All that said, Inventing Greenland tends toward an overall more positive outlook, highlighting various trends in recent years that embrace the country’s indigenous roots from a meaningful rather than performative perspective. These include a shift in architecture toward a new “Greenlandic modern” style, using locally-sourced stone, gravel, and concrete instead of imported metal prefabs. Such buildings, including the Katuaq Cultural Center in Nuuk, eschew the traditional colonial color scheme in favor of whites and grays, setting them apart as a new vernacular architecture that is less dependent on imported materials. On the academic side, technological advances have allowed for improved archiving of indigenous artifacts such as the incredible “stick maps” of Greenland’s rocky shores, serving as a shareable 21st-century version of the region’s traditional practices of storytelling and “memory culture” that go back centuries.

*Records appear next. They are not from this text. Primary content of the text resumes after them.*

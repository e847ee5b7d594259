//! History and detail view rendering.
//!
//! Turns stored analyses into terminal text, Markdown or JSON.

use crate::analysis::HistorySummary;
use crate::cli::OutputFormat;
use crate::models::AnalysisRecord;
use anyhow::Result;
use serde::Serialize;

const BAR_WIDTH: usize = 20;

/// Render the history listing in the requested format.
///
/// `summary` describes the whole store; `records` are the ones listed,
/// which may be a filtered or truncated subset.
pub fn render_history(
    format: OutputFormat,
    summary: &HistorySummary,
    records: &[AnalysisRecord],
) -> Result<String> {
    match format {
        OutputFormat::Text => Ok(generate_history_text(records, summary)),
        OutputFormat::Markdown => Ok(generate_history_markdown(records, summary)),
        OutputFormat::Json => generate_json_history(records, summary),
    }
}

/// Render one analysis in the requested format.
pub fn render_detail(format: OutputFormat, record: &AnalysisRecord) -> Result<String> {
    match format {
        OutputFormat::Text => Ok(generate_detail_text(record)),
        OutputFormat::Markdown => Ok(generate_detail_markdown(record)),
        OutputFormat::Json => serde_json::to_string_pretty(record).map_err(Into::into),
    }
}

/// `[##########----------]` for a percentage.
pub fn confidence_bar(confidence: f64, width: usize) -> String {
    let filled = ((confidence.clamp(0.0, 100.0) / 100.0) * width as f64).round() as usize;
    format!("[{}{}]", "#".repeat(filled), "-".repeat(width - filled))
}

/// Short description of the stored image reference.
///
/// Data URIs are summarised instead of dumping the payload.
pub fn describe_image(image: &str) -> String {
    if image.is_empty() {
        return "(none)".to_string();
    }

    match image
        .strip_prefix("data:")
        .and_then(|rest| rest.split_once(";base64,"))
    {
        Some((mime, payload)) => {
            let padding = payload.chars().rev().take_while(|&c| c == '=').count();
            let bytes = (payload.len() / 4 * 3).saturating_sub(padding);
            format!("embedded {} ({} bytes)", mime, bytes)
        }
        None => image.to_string(),
    }
}

fn generate_summary_line(summary: &HistorySummary) -> String {
    if summary.total == 0 {
        return "No analyses yet.".to_string();
    }

    let counts: Vec<String> = summary
        .by_diagnosis
        .iter()
        .map(|(label, count)| format!("{} {}", count, label))
        .collect();

    let mut line = format!(
        "{} analyses ({})",
        summary.total,
        counts.join(", ")
    );
    if let Some(avg) = summary.average_confidence {
        line.push_str(&format!(", average confidence {:.1}%", avg));
    }
    line
}

fn generate_shown_line(records: &[AnalysisRecord], summary: &HistorySummary) -> Option<String> {
    (records.len() != summary.total)
        .then(|| format!("Showing {} of {} analyses", records.len(), summary.total))
}

/// Generate the history listing as terminal text.
pub fn generate_history_text(records: &[AnalysisRecord], summary: &HistorySummary) -> String {
    let mut output = String::new();

    output.push_str(&format!("📋 {}\n", generate_summary_line(summary)));
    if summary.needs_attention > 0 {
        output.push_str(&format!(
            "   ⚠️  {} need attention, {} urgent\n",
            summary.needs_attention, summary.urgent
        ));
    }
    if let Some(shown) = generate_shown_line(records, summary) {
        output.push_str(&format!("   {}\n", shown));
    }

    for record in records {
        output.push('\n');
        output.push_str(&format!(
            "{} Analysis #{}...\n",
            record.diagnosis.emoji(),
            record.short_id()
        ));
        output.push_str(&format!("   Id:         {}\n", record.id));
        output.push_str(&format!("   Date:       {}\n", record.formatted_date()));
        output.push_str(&format!("   Diagnosis:  {}\n", record.diagnosis));
        output.push_str(&format!(
            "   Confidence: {}% {} {}\n",
            record.confidence,
            confidence_bar(record.confidence, BAR_WIDTH),
            record.confidence_level()
        ));
    }

    output
}

/// Generate the detail view as terminal text.
pub fn generate_detail_text(record: &AnalysisRecord) -> String {
    let mut output = String::new();

    output.push_str(&format!("🐔 Analysis {}\n\n", record.id));
    if record.diagnosis.is_urgent() {
        output.push_str("   🚨 URGENT: contact a veterinarian immediately\n\n");
    }
    output.push_str(&format!(
        "   Diagnosis:  {} {}\n",
        record.diagnosis.emoji(),
        record.diagnosis
    ));
    output.push_str(&format!(
        "   Status:     {}\n",
        record.diagnosis.health_status()
    ));
    output.push_str(&format!(
        "   Confidence: {}% {} {}\n",
        record.confidence,
        confidence_bar(record.confidence, BAR_WIDTH),
        record.confidence_level()
    ));
    output.push_str(&format!("   Date:       {}\n", record.formatted_date()));
    output.push_str(&format!("   Image:      {}\n", describe_image(&record.image)));

    output.push_str("\n   Recommendations:\n");
    if record.recommendations.is_empty() {
        output.push_str("     (none)\n");
    }
    for (i, rec) in record.recommendations.iter().enumerate() {
        output.push_str(&format!("     {}. {}\n", i + 1, rec));
    }

    output
}

/// Generate the history listing as Markdown.
pub fn generate_history_markdown(records: &[AnalysisRecord], summary: &HistorySummary) -> String {
    let mut output = String::new();

    output.push_str("# Analysis History\n\n");
    output.push_str(&format!("{}\n\n", generate_summary_line(summary)));

    if !summary.by_diagnosis.is_empty() {
        output.push_str("| Diagnosis | Count |\n");
        output.push_str("|:---|:---:|\n");
        let mut counts: Vec<_> = summary.by_diagnosis.iter().collect();
        counts.sort_by_key(|(_, count)| std::cmp::Reverse(*count));
        for (label, count) in counts {
            output.push_str(&format!("| {} | {} |\n", label, count));
        }
        output.push('\n');
    }

    if records.is_empty() {
        return output;
    }

    output.push_str("## Analyses\n\n");
    if let Some(shown) = generate_shown_line(records, summary) {
        output.push_str(&format!("_{}_\n\n", shown));
    }
    output.push_str("| Id | Date | Diagnosis | Confidence |\n");
    output.push_str("|:---|:---|:---|:---:|\n");
    for record in records {
        output.push_str(&format!(
            "| `{}` | {} | {} {} | {}% |\n",
            record.id,
            record.formatted_date(),
            record.diagnosis.emoji(),
            record.diagnosis,
            record.confidence
        ));
    }
    output.push('\n');

    output
}

/// Generate the detail view as Markdown.
pub fn generate_detail_markdown(record: &AnalysisRecord) -> String {
    let mut output = String::new();

    output.push_str(&format!("# Analysis {}\n\n", record.id));
    if record.diagnosis.is_urgent() {
        output.push_str("> 🚨 **URGENT:** contact a veterinarian immediately.\n\n");
    }

    output.push_str(&format!(
        "- **Diagnosis:** {} {}\n",
        record.diagnosis.emoji(),
        record.diagnosis
    ));
    output.push_str(&format!(
        "- **Status:** {}\n",
        record.diagnosis.health_status()
    ));
    output.push_str(&format!(
        "- **Confidence:** {}% ({})\n",
        record.confidence,
        record.confidence_level()
    ));
    output.push_str(&format!("- **Date:** {}\n", record.formatted_date()));
    output.push_str(&format!(
        "- **Image:** {}\n\n",
        describe_image(&record.image)
    ));

    if !record.recommendations.is_empty() {
        output.push_str("## Recommendations\n\n");
        for (i, rec) in record.recommendations.iter().enumerate() {
            output.push_str(&format!("{}. {}\n", i + 1, rec));
        }
        output.push('\n');
    }

    output
}

#[derive(Serialize)]
struct HistoryDocument<'a> {
    summary: &'a HistorySummary,
    analyses: &'a [AnalysisRecord],
}

/// Generate the history listing as JSON.
pub fn generate_json_history(
    records: &[AnalysisRecord],
    summary: &HistorySummary,
) -> Result<String> {
    let doc = HistoryDocument {
        summary,
        analyses: records,
    };
    serde_json::to_string_pretty(&doc).map_err(Into::into)
}
//! Data models for stored analyses.
//!
//! This module contains the analysis record persisted in the result
//! store, the diagnosis enumeration, and the fixed lookup tables the
//! simulated analysis draws from.

use chrono::{DateTime, TimeZone, Utc};
use serde::{Deserialize, Serialize};
use std::fmt;

/// Confidence values the simulated analysis picks from.
pub const CONFIDENCE_CANDIDATES: [f64; 6] = [94.2, 87.6, 91.3, 79.8, 96.7, 83.1];

/// Outcome of an analysis.
///
/// Values read back from storage that are not one of the four known
/// outcomes are kept verbatim in `Other` instead of failing the load.
#[derive(Debug, Clone, PartialEq, Eq, Hash, Serialize, Deserialize)]
#[serde(from = "String", into = "String")]
pub enum Diagnosis {
    Healthy,
    Coccidiosis,
    NewcastleDisease,
    Salmonella,
    Other(String),
}

impl Diagnosis {
    /// The outcomes the simulated analysis chooses between.
    pub const ALL: [Diagnosis; 4] = [
        Diagnosis::Healthy,
        Diagnosis::Coccidiosis,
        Diagnosis::NewcastleDisease,
        Diagnosis::Salmonella,
    ];

    /// Display label, identical to the persisted form.
    pub fn label(&self) -> &str {
        match self {
            Diagnosis::Healthy => "Healthy",
            Diagnosis::Coccidiosis => "Coccidiosis",
            Diagnosis::NewcastleDisease => "Newcastle Disease",
            Diagnosis::Salmonella => "Salmonella",
            Diagnosis::Other(s) => s,
        }
    }

    /// Canned recommendations. Unknown outcomes use the Healthy list.
    pub fn recommendations(&self) -> &'static [&'static str] {
        match self {
            Diagnosis::Coccidiosis => &[
                "Isolate affected birds immediately",
                "Contact veterinarian for treatment",
                "Provide clean water with electrolytes",
                "Deep clean and disinfect housing",
                "Monitor closely for 1-2 weeks",
            ],
            Diagnosis::NewcastleDisease => &[
                "URGENT: Contact veterinarian immediately",
                "Quarantine all birds",
                "Report to local authorities",
                "Implement strict biosecurity",
                "Consider vaccination program",
            ],
            Diagnosis::Salmonella => &[
                "Isolate affected birds",
                "Implement strict hygiene protocols",
                "Test water and feed sources",
                "Consult veterinarian for treatment",
                "Monitor flock health daily",
            ],
            Diagnosis::Healthy | Diagnosis::Other(_) => &[
                "Continue current feeding and housing practices",
                "Maintain regular health monitoring",
                "Ensure clean water supply",
                "Keep good biosecurity measures",
            ],
        }
    }

    pub fn health_status(&self) -> HealthStatus {
        match self {
            Diagnosis::Healthy => HealthStatus::Good,
            Diagnosis::Coccidiosis | Diagnosis::NewcastleDisease | Diagnosis::Salmonella => {
                HealthStatus::DiseaseDetected
            }
            Diagnosis::Other(_) => HealthStatus::Unknown,
        }
    }

    /// Newcastle disease is notifiable and needs a vet right away.
    pub fn is_urgent(&self) -> bool {
        matches!(self, Diagnosis::NewcastleDisease)
    }

    /// Returns an emoji representation of the diagnosis.
    pub fn emoji(&self) -> &'static str {
        match self.health_status() {
            HealthStatus::Good => "🟢",
            HealthStatus::DiseaseDetected if self.is_urgent() => "🔴",
            HealthStatus::DiseaseDetected => "🟠",
            HealthStatus::Unknown => "⚪",
        }
    }
}

impl fmt::Display for Diagnosis {
    fn fmt(&self, f: &mut fmt::Formatter<'_>) -> fmt::Result {
        f.write_str(self.label())
    }
}

impl From<&str> for Diagnosis {
    fn from(s: &str) -> Self {
        match s {
            "Healthy" => Diagnosis::Healthy,
            "Coccidiosis" => Diagnosis::Coccidiosis,
            "Newcastle Disease" => Diagnosis::NewcastleDisease,
            "Salmonella" => Diagnosis::Salmonella,
            other => Diagnosis::Other(other.to_string()),
        }
    }
}

impl From<String> for Diagnosis {
    fn from(s: String) -> Self {
        Diagnosis::from(s.as_str())
    }
}

impl From<Diagnosis> for String {
    fn from(d: Diagnosis) -> Self {
        match d {
            Diagnosis::Other(s) => s,
            known => known.label().to_string(),
        }
    }
}

/// Coarse flock status derived from the diagnosis.
#[derive(Debug, Clone, Copy, PartialEq, Eq)]
pub enum HealthStatus {
    Good,
    DiseaseDetected,
    Unknown,
}

impl fmt::Display for HealthStatus {
    fn fmt(&self, f: &mut fmt::Formatter<'_>) -> fmt::Result {
        match self {
            HealthStatus::Good => write!(f, "Good"),
            HealthStatus::DiseaseDetected => write!(f, "Disease Detected"),
            HealthStatus::Unknown => write!(f, "Unknown"),
        }
    }
}

/// Display bucket for a confidence percentage.
#[derive(Debug, Clone, Copy, PartialEq, Eq, PartialOrd, Ord)]
pub enum ConfidenceLevel {
    Low,
    Moderate,
    High,
}

impl ConfidenceLevel {
    pub fn from_percent(confidence: f64) -> Self {
        if confidence >= 80.0 {
            ConfidenceLevel::High
        } else if confidence >= 60.0 {
            ConfidenceLevel::Moderate
        } else {
            ConfidenceLevel::Low
        }
    }
}

impl fmt::Display for ConfidenceLevel {
    fn fmt(&self, f: &mut fmt::Formatter<'_>) -> fmt::Result {
        match self {
            ConfidenceLevel::Low => write!(f, "Low"),
            ConfidenceLevel::Moderate => write!(f, "Moderate"),
            ConfidenceLevel::High => write!(f, "High"),
        }
    }
}

/// One stored analysis outcome.
#[derive(Debug, Clone, PartialEq, Serialize, Deserialize)]
pub struct AnalysisRecord {
    /// Unique identifier (`analysis_<millis>_<suffix>` for new records).
    pub id: String,
    /// Creation time.
    pub date: DateTime<Utc>,
    /// Diagnosis label.
    pub diagnosis: Diagnosis,
    /// Confidence percentage in [0, 100].
    pub confidence: f64,
    /// Data URI or relative path of the analysed image.
    pub image: String,
    /// Ordered follow-up actions.
    pub recommendations: Vec<String>,
}

impl AnalysisRecord {
    /// Creates a record with the canned recommendations for `diagnosis`.
    pub fn new(
        id: String,
        date: DateTime<Utc>,
        diagnosis: Diagnosis,
        confidence: f64,
        image: String,
    ) -> Self {
        let recommendations = diagnosis
            .recommendations()
            .iter()
            .map(|s| s.to_string())
            .collect();
        Self {
            id,
            date,
            diagnosis,
            confidence,
            image,
            recommendations,
        }
    }

    pub fn confidence_level(&self) -> ConfidenceLevel {
        ConfidenceLevel::from_percent(self.confidence)
    }

    /// First 12 characters of the id, as shown on history cards.
    pub fn short_id(&self) -> &str {
        match self.id.char_indices().nth(12) {
            Some((idx, _)) => &self.id[..idx],
            None => &self.id,
        }
    }

    /// Creation date as `Jun 29, 2025, 02:30 PM`.
    pub fn formatted_date(&self) -> String {
        self.date.format("%b %-d, %Y, %I:%M %p").to_string()
    }
}

/// Records shown when storage holds nothing usable.
pub fn sample_records() -> Vec<AnalysisRecord> {
    let sample = |id: &str,
                  (y, mo, d, h, mi): (i32, u32, u32, u32, u32),
                  diagnosis: &str,
                  confidence: f64,
                  image: &str,
                  recommendations: [&str; 2]| AnalysisRecord {
        id: id.to_string(),
        date: Utc
            .with_ymd_and_hms(y, mo, d, h, mi, 0)
            .single()
            .unwrap_or_default(),
        diagnosis: Diagnosis::from(diagnosis),
        confidence,
        image: image.to_string(),
        recommendations: recommendations.iter().map(|s| s.to_string()).collect(),
    };

    vec![
        sample(
            "sample_1",
            (2025, 6, 29, 14, 30),
            "Healthy",
            94.2,
            "images/salmo.592.jpg",
            ["Continue current practices", "Maintain monitoring"],
        ),
        sample(
            "sample_2",
            (2025, 6, 29, 16, 45),
            "Coccidiosis",
            87.6,
            "images/salmo.855.jpg",
            ["Isolate birds", "Contact veterinarian"],
        ),
        sample(
            "sample_3",
            (2025, 6, 30, 9, 15),
            "Newcastle Disease",
            91.3,
            "images/salmo.969.jpg",
            ["URGENT vet contact", "Quarantine all birds"],
        ),
        sample(
            "sample_4",
            (2025, 6, 30, 11, 22),
            "Salmonella",
            79.8,
            "images/salmo.997.jpg",
            ["Isolate birds", "Hygiene protocols"],
        ),
        sample(
            "sample_5",
            (2025, 6, 30, 13, 5),
            "Healthy",
            96.7,
            "images/salmo_FgtaloI.855.jpg",
            ["Continue monitoring", "Good practices"],
        ),
    ]
}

Overall, while Inventing Greenland examines urbanization in a strikingly unconventional setting, the book is far from a curiosity. The topics on which it focuses—climate change, colonialism and anticolonialism, sustainability, global tourism and transit networks—are among the foremost issues facing the 21st century. Ultimately, it addresses these and other issues with a clear-headed approach, and posits Greenland’s indigenous traditions as a solution without overly valorizing or exoticizing them.